Securolytics executive, Vikas Singla, admitted hacking Gwinnett Medical Center (GMC) hospitals in Duluth and Lawrenceville, Georgia, as explained in a 2021 indictment.
The incidents, which took place in September 2018, began when Singla modified the configuration files of GMC Duluth hospital’s ASCOM phone system, rendering over 200 handsets inoperable, the plea agreement revealed.
This disrupted the work of nurses and doctors who use the phones to coordinate “Code Blue” emergencies and other work, the document said.

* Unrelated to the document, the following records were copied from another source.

//! When steps for automatic item status BDD scenarios.

use super::world::{AutomaticStatusWorld, run_async};
use eyre::WrapErr;
use rstest_bdd_macros::when;
use scrumboard::backlog::domain::ItemStatus;

#[when(r#"the item status is set to "{status}""#)]
fn set_item_status(world: &mut AutomaticStatusWorld, status: String) -> Result<(), eyre::Report> {
    let item_id = world.item()?.id();
    let status_id = world.status_named(&status)?.id();
    let updated = run_async(
        world
            .backlog
            .set_item_status(item_id, ItemStatus::Explicit(status_id)),
    )
    .wrap_err("set explicit item status")?;
    world.item = Some(updated);
    Ok(())
}
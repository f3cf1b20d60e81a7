//! Name rules shared by status tags and project tags.
//!
//! Both collections store names trimmed and compare them trimmed and
//! lowercased.

/// Returns the trimmed name, or `None` when nothing is left.
pub(crate) fn trimmed(raw: &str) -> Option<&str> {
    let value = raw.trim();
    (!value.is_empty()).then_some(value)
}

/// Trims and lowercases a raw name for comparison.
pub(crate) fn normalize(value: &str) -> String {
    value.trim().to_lowercase()
}
//! Identifier types for the status domain.

use serde::{Deserialize, Serialize};
use std::fmt;
use uuid::Uuid;

/// Unique identifier for a status tag within a project.
#[derive(Debug, Clone, Copy, PartialEq, Eq, Hash, PartialOrd, Ord, Serialize, Deserialize)]
#[serde(transparent)]
pub struct StatusTagId(Uuid);

impl StatusTagId {
    /// Creates a new random status tag identifier.
    #[must_use]
    pub fn new() -> Self {
        Self(Uuid::new_v4())
    }

    /// Creates a status tag identifier from an existing UUID.
    #[must_use]
    pub const fn from_uuid(uuid: Uuid) -> Self {
        Self(uuid)
    }

    /// Returns the wrapped UUID.
    #[must_use]
    pub const fn into_inner(self) -> Uuid {
        self.0
    }
}

impl Default for StatusTagId {
    fn default() -> Self {
        Self::new()
    }
}

impl AsRef<Uuid> for StatusTagId {
    fn as_ref(&self) -> &Uuid {
        &self.0
    }
}

impl fmt::Display for StatusTagId {
    fn fmt(&self, f: &mut fmt::Formatter<'_>) -> fmt::Result {
        write!(f, "{}", self.0)
    }
}
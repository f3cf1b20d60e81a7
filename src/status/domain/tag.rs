//! Status tag aggregate root.

use super::{StatusName, StatusTagId};
use crate::project::ProjectId;
use chrono::{DateTime, Utc};
use mockable::Clock;
use serde::{Deserialize, Serialize};

/// Named, coloured, ordered workflow state of a project.
#[derive(Debug, Clone, PartialEq, Eq, Serialize, Deserialize)]
pub struct StatusTag {
    id: StatusTagId,
    project_id: ProjectId,
    name: StatusName,
    color: String,
    order_index: u32,
    marks_task_as_done: bool,
    deleted: bool,
    created_at: DateTime<Utc>,
    updated_at: DateTime<Utc>,
}

impl StatusTag {
    /// Creates a new active status tag.
    #[must_use]
    pub fn new(
        project_id: ProjectId,
        name: StatusName,
        color: impl Into<String>,
        marks_task_as_done: bool,
        order_index: u32,
        clock: &impl Clock,
    ) -> Self {
        let timestamp = clock.utc();
        Self {
            id: StatusTagId::new(),
            project_id,
            name,
            color: color.into(),
            order_index,
            marks_task_as_done,
            deleted: false,
            created_at: timestamp,
            updated_at: timestamp,
        }
    }

    /// Returns the status identifier.
    #[must_use]
    pub const fn id(&self) -> StatusTagId {
        self.id
    }

    /// Returns the owning project.
    #[must_use]
    pub const fn project_id(&self) -> ProjectId {
        self.project_id
    }

    /// Returns the display name.
    #[must_use]
    pub const fn name(&self) -> &StatusName {
        &self.name
    }

    /// Returns the display colour.
    #[must_use]
    pub fn color(&self) -> &str {
        &self.color
    }

    /// Returns the board position.
    #[must_use]
    pub const fn order_index(&self) -> u32 {
        self.order_index
    }

    /// Returns `true` when tasks in this status count as resolved.
    #[must_use]
    pub const fn marks_task_as_done(&self) -> bool {
        self.marks_task_as_done
    }

    /// Returns `true` when the status has been soft-deleted.
    #[must_use]
    pub const fn is_deleted(&self) -> bool {
        self.deleted
    }

    /// Returns the creation timestamp.
    #[must_use]
    pub const fn created_at(&self) -> DateTime<Utc> {
        self.created_at
    }

    /// Returns the latest modification timestamp.
    #[must_use]
    pub const fn updated_at(&self) -> DateTime<Utc> {
        self.updated_at
    }

    pub(crate) fn rename(&mut self, name: StatusName) {
        self.name = name;
    }

    pub(crate) fn recolor(&mut self, color: String) {
        self.color = color;
    }

    pub(crate) const fn set_marks_task_as_done(&mut self, marks_task_as_done: bool) {
        self.marks_task_as_done = marks_task_as_done;
    }

    pub(crate) const fn set_order_index(&mut self, order_index: u32) {
        self.order_index = order_index;
    }

    pub(crate) const fn mark_deleted(&mut self) {
        self.deleted = true;
    }

    /// Updates the `updated_at` timestamp to the current clock time.
    pub(crate) fn touch(&mut self, clock: &impl Clock) {
        self.updated_at = clock.utc();
    }
}
//! Project tag aggregate.

use super::TagId;
use crate::project::ProjectId;
use chrono::{DateTime, Utc};
use mockable::Clock;
use serde::{Deserialize, Serialize};
use std::fmt;

/// Collection a tag belongs to.
#[derive(Debug, Clone, Copy, PartialEq, Eq, Hash, Serialize, Deserialize)]
#[serde(rename_all = "snake_case")]
pub enum TagKind {
    /// Free-form label on backlog items.
    BacklogTag,
    /// Priority of a backlog item or requirement.
    Priority,
    /// Focus area of a requirement.
    RequirementFocus,
    /// Type of a requirement.
    RequirementType,
}

impl TagKind {
    /// Returns the stable storage label of the kind.
    #[must_use]
    pub const fn as_str(self) -> &'static str {
        match self {
            Self::BacklogTag => "backlog_tag",
            Self::Priority => "priority",
            Self::RequirementFocus => "requirement_focus",
            Self::RequirementType => "requirement_type",
        }
    }
}

impl fmt::Display for TagKind {
    fn fmt(&self, f: &mut fmt::Formatter<'_>) -> fmt::Result {
        f.write_str(self.as_str())
    }
}

/// Named, coloured label of one project collection.
#[derive(Debug, Clone, PartialEq, Eq, Serialize, Deserialize)]
pub struct Tag {
    id: TagId,
    project_id: ProjectId,
    kind: TagKind,
    name: String,
    color: String,
    deleted: bool,
    created_at: DateTime<Utc>,
    updated_at: DateTime<Utc>,
}

impl Tag {
    /// Creates a live tag. `name` must already be trimmed and validated.
    pub(crate) fn new(
        project_id: ProjectId,
        kind: TagKind,
        name: String,
        color: String,
        clock: &impl Clock,
    ) -> Self {
        let timestamp = clock.utc();
        Self {
            id: TagId::new(),
            project_id,
            kind,
            name,
            color,
            deleted: false,
            created_at: timestamp,
            updated_at: timestamp,
        }
    }

    /// Returns the tag identifier.
    #[must_use]
    pub const fn id(&self) -> TagId {
        self.id
    }

    /// Returns the owning project.
    #[must_use]
    pub const fn project_id(&self) -> ProjectId {
        self.project_id
    }

    /// Returns the collection of the tag.
    #[must_use]
    pub const fn kind(&self) -> TagKind {
        self.kind
    }

    /// Returns the display name.
    #[must_use]
    pub fn name(&self) -> &str {
        &self.name
    }

    /// Returns the display colour.
    #[must_use]
    pub fn color(&self) -> &str {
        &self.color
    }

    /// Returns `true` once the tag has been soft-deleted.
    #[must_use]
    pub const fn is_deleted(&self) -> bool {
        self.deleted
    }

    /// Returns the creation timestamp.
    #[must_use]
    pub const fn created_at(&self) -> DateTime<Utc> {
        self.created_at
    }

    /// Returns the last modification timestamp.
    #[must_use]
    pub const fn updated_at(&self) -> DateTime<Utc> {
        self.updated_at
    }

    pub(crate) fn rename(&mut self, name: String) {
        self.name = name;
    }

    pub(crate) fn recolor(&mut self, color: String) {
        self.color = color;
    }

    pub(crate) const fn mark_deleted(&mut self) {
        self.deleted = true;
    }

    pub(crate) fn touch(&mut self, clock: &impl Clock) {
        self.updated_at = clock.utc();
    }
}
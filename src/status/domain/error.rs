//! Error types for status tag validation.

use super::StatusTagId;
use thiserror::Error;

/// Errors returned when a status tag mutation breaks a registry rule.
#[derive(Debug, Clone, Error, PartialEq, Eq)]
pub enum StatusValidationError {
    /// The status name is empty after trimming.
    #[error("status name must not be empty")]
    EmptyName,

    /// The status name is reserved by the system.
    #[error("status name '{0}' is reserved")]
    ReservedName(String),

    /// Another active status in the project already uses the name.
    #[error("a status named '{0}' already exists")]
    DuplicateName(String),

    /// The status bears a protected name and cannot be changed or deleted.
    #[error("status '{0}' is not modifiable")]
    NotModifiable(String),

    /// The reorder list does not name every active status exactly once.
    #[error("malformed reorder: expected {expected} active statuses, received {received}")]
    MalformedReorder {
        /// Number of active statuses in the project.
        expected: usize,
        /// Number of distinct active statuses named by the caller.
        received: usize,
    },

    /// Another active status already sits at the board position.
    #[error("board position {0} is taken by another status")]
    OrderIndexTaken(u32),

    /// No active status has the given identifier.
    #[error("unknown status: {0}")]
    UnknownStatus(StatusTagId),
}
//! Adapter implementations of the backlog ports.

pub mod memory;
//! When steps for status tag registry BDD scenarios.

use super::world::{StatusRegistryWorld, run_async};
use rstest_bdd_macros::when;
use scrumboard::status::domain::CreateStatusRequest;

#[when(r#"a status named "{name}" is created"#)]
fn create_status(world: &mut StatusRegistryWorld, name: String) {
    let result = run_async(
        world
            .service
            .create_status(world.project_id, CreateStatusRequest::new(name, "#808080", false)),
    );
    world.last_result = Some(result);
}

#[when(r#"the status "{name}" is deleted"#)]
fn delete_status(world: &mut StatusRegistryWorld, name: String) -> Result<(), eyre::Report> {
    let status = world.status_named(&name)?;
    let result = run_async(world.service.delete_status(world.project_id, status.id()));
    world.last_result = Some(result);
    Ok(())
}
//! Application services for backlog status orchestration.

mod status;

pub use status::{
    BacklogServiceError, BacklogServiceResult, BacklogStatusService, CreateItemRequest,
};
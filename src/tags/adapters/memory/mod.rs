//! In-memory adapters for project tag persistence.

mod tag;

pub use tag::InMemoryTagRepository;
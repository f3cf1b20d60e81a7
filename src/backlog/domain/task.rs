//! Task entity: the child unit of work of a backlog item.

use super::{BacklogDomainError, BacklogItemId, TaskId};
use crate::status::domain::StatusTagId;
use chrono::{DateTime, Utc};
use mockable::Clock;
use serde::{Deserialize, Serialize};

/// Unit of work belonging to one backlog item.
#[derive(Debug, Clone, PartialEq, Eq, Serialize, Deserialize)]
pub struct Task {
    id: TaskId,
    item_id: BacklogItemId,
    name: String,
    status_id: Option<StatusTagId>,
    deleted: bool,
    created_at: DateTime<Utc>,
    updated_at: DateTime<Utc>,
}

impl Task {
    /// Creates a task without a status.
    ///
    /// # Errors
    ///
    /// Returns [`BacklogDomainError::EmptyTaskName`] when the name is empty
    /// after trimming.
    pub fn new(
        item_id: BacklogItemId,
        name: impl Into<String>,
        clock: &impl Clock,
    ) -> Result<Self, BacklogDomainError> {
        let raw = name.into();
        let trimmed = raw.trim();
        if trimmed.is_empty() {
            return Err(BacklogDomainError::EmptyTaskName);
        }
        let timestamp = clock.utc();
        Ok(Self {
            id: TaskId::new(),
            item_id,
            name: trimmed.to_owned(),
            status_id: None,
            deleted: false,
            created_at: timestamp,
            updated_at: timestamp,
        })
    }

    /// Returns the same task with the given status.
    #[must_use]
    pub const fn with_status(mut self, status_id: StatusTagId) -> Self {
        self.status_id = Some(status_id);
        self
    }

    /// Returns the task identifier.
    #[must_use]
    pub const fn id(&self) -> TaskId {
        self.id
    }

    /// Returns the owning backlog item.
    #[must_use]
    pub const fn item_id(&self) -> BacklogItemId {
        self.item_id
    }

    /// Returns the task name.
    #[must_use]
    pub fn name(&self) -> &str {
        &self.name
    }

    /// Returns the task status, or `None` when unset.
    #[must_use]
    pub const fn status_id(&self) -> Option<StatusTagId> {
        self.status_id
    }

    /// Returns `true` when the task has been soft-deleted.
    #[must_use]
    pub const fn is_deleted(&self) -> bool {
        self.deleted
    }

    /// Returns the creation timestamp.
    #[must_use]
    pub const fn created_at(&self) -> DateTime<Utc> {
        self.created_at
    }

    /// Returns the latest modification timestamp.
    #[must_use]
    pub const fn updated_at(&self) -> DateTime<Utc> {
        self.updated_at
    }

    /// Sets or clears the task status.
    pub fn set_status(&mut self, status_id: Option<StatusTagId>, clock: &impl Clock) {
        self.status_id = status_id;
        self.touch(clock);
    }

    /// Soft-deletes the task.
    pub fn mark_deleted(&mut self, clock: &impl Clock) {
        self.deleted = true;
        self.touch(clock);
    }

    fn touch(&mut self, clock: &impl Clock) {
        self.updated_at = clock.utc();
    }
}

The same day, Singla managed to steal personal information on over 300 patients from a password-protected Hologic R2 Digitizer, which was connected to a mammogram machine at the Lawrenceville hospital.
He also transmitted commands resulting in over 200 printers at both hospitals printing out the stolen personal information, interspersed with the message: “We Own You.”
On October 2 2018, Singla then took to Twitter, posting 43 messages under an anonymous account claiming the hospitals were hacked, and sharing some of the personal details he’d stolen, according to the court documents.
“After the attacks, Securolytics emailed potential clients offering its services, and noting the recent attack on GMC,” the plea document read.
His attacks are said to have caused over $800,000 in “financial harm” to the hospitals, which Singla will pay back plus interest in restitution.
Although the former COO could have faced a jail term of up to 10 years, prosecutors are recommending 57 months of home detention/probation due to the fact that Singla has been diagnosed with a rare and incurable form of cancer and a “potentially dangerous vascular condition.”